DIRECTIONS FOR THIS TASK:
In the data below, find the line containing "accounts for the company.", then set down that line and every later line up to and including the line containing "Module errors in", exactly.

EXERCISE MATERIAL:
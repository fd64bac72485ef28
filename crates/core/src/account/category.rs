//! Product categories and their per-company stock accounts.

use std::collections::HashMap;
use std::collections::hash_map::Entry;

use continental_shared::types::{AccountId, CategoryId, CompanyId};
use serde::{Deserialize, Serialize};

use super::error::AccountError;
use super::role::StockAccountRole;
use super::types::Account;

/// One account slot per stock role.
#[derive(Debug, Clone, Copy, Default, PartialEq, Eq, Serialize, Deserialize)]
pub struct StockAccounts([Option<AccountId>; 5]);

impl StockAccounts {
    /// Creates an empty table.
    #[must_use]
    pub const fn new() -> Self {
        Self([None; 5])
    }

    /// Returns the account configured for `role`.
    #[must_use]
    pub fn get(&self, role: StockAccountRole) -> Option<AccountId> {
        self.0[role.index()]
    }

    /// Sets (or clears) the account for `role`.
    pub fn set(&mut self, role: StockAccountRole, account: Option<AccountId>) {
        self.0[role.index()] = account;
    }

    /// Builder form of [`Self::set`].
    #[must_use]
    pub fn with(mut self, role: StockAccountRole, account: AccountId) -> Self {
        self.set(role, Some(account));
        self
    }

    /// Iterates over configured roles and their accounts.
    pub fn iter(&self) -> impl Iterator<Item = (StockAccountRole, AccountId)> + '_ {
        StockAccountRole::ALL
            .into_iter()
            .filter_map(|role| self.get(role).map(|account| (role, account)))
    }

    /// Returns true if no role is configured.
    #[must_use]
    pub fn is_empty(&self) -> bool {
        self.0.iter().all(Option::is_none)
    }
}

/// A product category.
#[derive(Debug, Clone, PartialEq, Eq, Serialize, Deserialize)]
pub struct Category {
    /// Unique identifier.
    pub id: CategoryId,
    /// Category name.
    pub name: String,
    /// Parent category.
    pub parent: Option<CategoryId>,
    /// Whether the category carries accounting configuration.
    pub accounting: bool,
    /// Whether the accounts are taken from the parent category.
    pub account_parent: bool,
}

impl Category {
    /// Creates a root accounting category.
    #[must_use]
    pub fn accounting(name: impl Into<String>) -> Self {
        Self {
            id: CategoryId::new(),
            name: name.into(),
            parent: None,
            accounting: true,
            account_parent: false,
        }
    }

    /// Creates an accounting category that uses its parent's accounts.
    #[must_use]
    pub fn inheriting(name: impl Into<String>, parent: CategoryId) -> Self {
        Self {
            id: CategoryId::new(),
            name: name.into(),
            parent: Some(parent),
            accounting: true,
            account_parent: true,
        }
    }

    /// Returns true if the category's own stock accounts apply.
    #[must_use]
    pub fn uses_own_accounts(&self) -> bool {
        self.accounting && !self.account_parent
    }
}

/// Stock accounts of a category for one company.
#[derive(Debug, Clone, PartialEq, Eq, Serialize, Deserialize)]
pub struct CategoryAccount {
    /// The category.
    pub category: CategoryId,
    /// The company the accounts apply to.
    pub company: CompanyId,
    /// The accounts per role.
    pub accounts: StockAccounts,
}

impl CategoryAccount {
    /// Checks every configured account against its role's constraints.
    ///
    /// Each account must be a stock account of the value's company; the
    /// stock asset role needs a balance sheet account and the other roles
    /// an income statement account.
    pub fn validate<'a, F>(&self, lookup: F) -> Result<(), AccountError>
    where
        F: Fn(AccountId) -> Option<&'a Account>,
    {
        for (role, account_id) in self.accounts.iter() {
            let account = lookup(account_id).ok_or(AccountError::AccountNotFound(account_id))?;
            if !account.is_stock() {
                return Err(AccountError::NotStockAccount {
                    role,
                    account: account.rec_name(),
                });
            }
            if account.kind.statement != role.required_statement() {
                return Err(AccountError::WrongStatement {
                    role,
                    account: account.rec_name(),
                    expected: role.required_statement(),
                    actual: account.kind.statement,
                });
            }
            if !account.belongs_to(self.company) {
                return Err(AccountError::CompanyMismatch {
                    role,
                    account: account.rec_name(),
                    company: self.company,
                });
            }
        }
        Ok(())
    }
}

/// Category account values, unique by category and company.
#[derive(Debug, Clone, Default)]
pub struct CategoryAccounts {
    values: HashMap<(CategoryId, CompanyId), StockAccounts>,
}

impl CategoryAccounts {
    /// Creates an empty store.
    #[must_use]
    pub fn new() -> Self {
        Self::default()
    }

    /// Inserts a new value.
    ///
    /// # Errors
    ///
    /// Returns `DuplicateCategoryAccount` if the category already has a
    /// value for the company.
    pub fn insert(&mut self, value: CategoryAccount) -> Result<(), AccountError> {
        match self.values.entry((value.category, value.company)) {
            Entry::Occupied(_) => Err(AccountError::DuplicateCategoryAccount {
                category: value.category,
                company: value.company,
            }),
            Entry::Vacant(slot) => {
                slot.insert(value.accounts);
                Ok(())
            }
        }
    }

    /// Sets one role of the category's value for the company, creating the
    /// value if needed.
    pub fn set(
        &mut self,
        category: CategoryId,
        company: CompanyId,
        role: StockAccountRole,
        account: Option<AccountId>,
    ) {
        self.values
            .entry((category, company))
            .or_default()
            .set(role, account);
    }

    /// Returns the category's accounts for the company.
    #[must_use]
    pub fn get(&self, category: CategoryId, company: CompanyId) -> Option<&StockAccounts> {
        self.values.get(&(category, company))
    }

    /// Number of stored values.
    #[must_use]
    pub fn len(&self) -> usize {
        self.values.len()
    }

    /// Returns true if no value is stored.
    #[must_use]
    pub fn is_empty(&self) -> bool {
        self.values.is_empty()
    }
}
//! Application-wide error types.
//!
//! Module errors in `continental-core` convert into [`AppError`] for callers
//! that only need to tell the operator what went wrong.

use thiserror::Error;

/// Result type alias using `AppError`.
pub type AppResult<T> = Result<T, AppError>;

/// Application error types.
#[derive(Debug, Error)]
pub enum AppError {
    /// Resource not found.
    #[error("Not found: {0}")]
    NotFound(String),

    /// Validation error (form input rejected).
    #[error("Validation error: {0}")]
    Validation(String),

    /// Business rule violation, shown verbatim to the operator.
    #[error("Business rule violation: {0}")]
    BusinessRule(String),

    /// Required configuration is missing.
    #[error("Configuration error: {0}")]
    Configuration(String),

    /// Conflict (e.g., duplicate entry).
    #[error("Conflict: {0}")]
    Conflict(String),

    /// Persistence layer error.
    #[error("Storage error: {0}")]
    Storage(String),

    /// Internal error.
    #[error("Internal error: {0}")]
    Internal(String),
}

impl AppError {
    /// Returns the error code for presentation layers.
    #[must_use]
    pub const fn error_code(&self) -> &'static str {
        match self {
            Self::NotFound(_) => "NOT_FOUND",
            Self::Validation(_) => "VALIDATION_ERROR",
            Self::BusinessRule(_) => "BUSINESS_RULE_VIOLATION",
            Self::Configuration(_) => "CONFIGURATION_ERROR",
            Self::Conflict(_) => "CONFLICT",
            Self::Storage(_) => "STORAGE_ERROR",
            Self::Internal(_) => "INTERNAL_ERROR",
        }
    }

    /// Returns true if the operator can fix the cause and resubmit.
    #[must_use]
    pub const fn is_user_error(&self) -> bool {
        matches!(
            self,
            Self::Validation(_) | Self::BusinessRule(_) | Self::Configuration(_)
        )
    }
}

WRITTEN REPLY:
    /// Returns the category's accounts for the company.
    #[must_use]
    pub fn get(&self, category: CategoryId, company: CompanyId) -> Option<&StockAccounts> {
        self.values.get(&(category, company))
    }

    /// Number of stored values.
    #[must_use]
    pub fn len(&self) -> usize {
        self.values.len()
    }

    /// Returns true if no value is stored.
    #[must_use]
    pub fn is_empty(&self) -> bool {
        self.values.is_empty()
    }
}
//! Application-wide error types.
//!
//! Module errors in `continental-core` convert into [`AppError`] for callers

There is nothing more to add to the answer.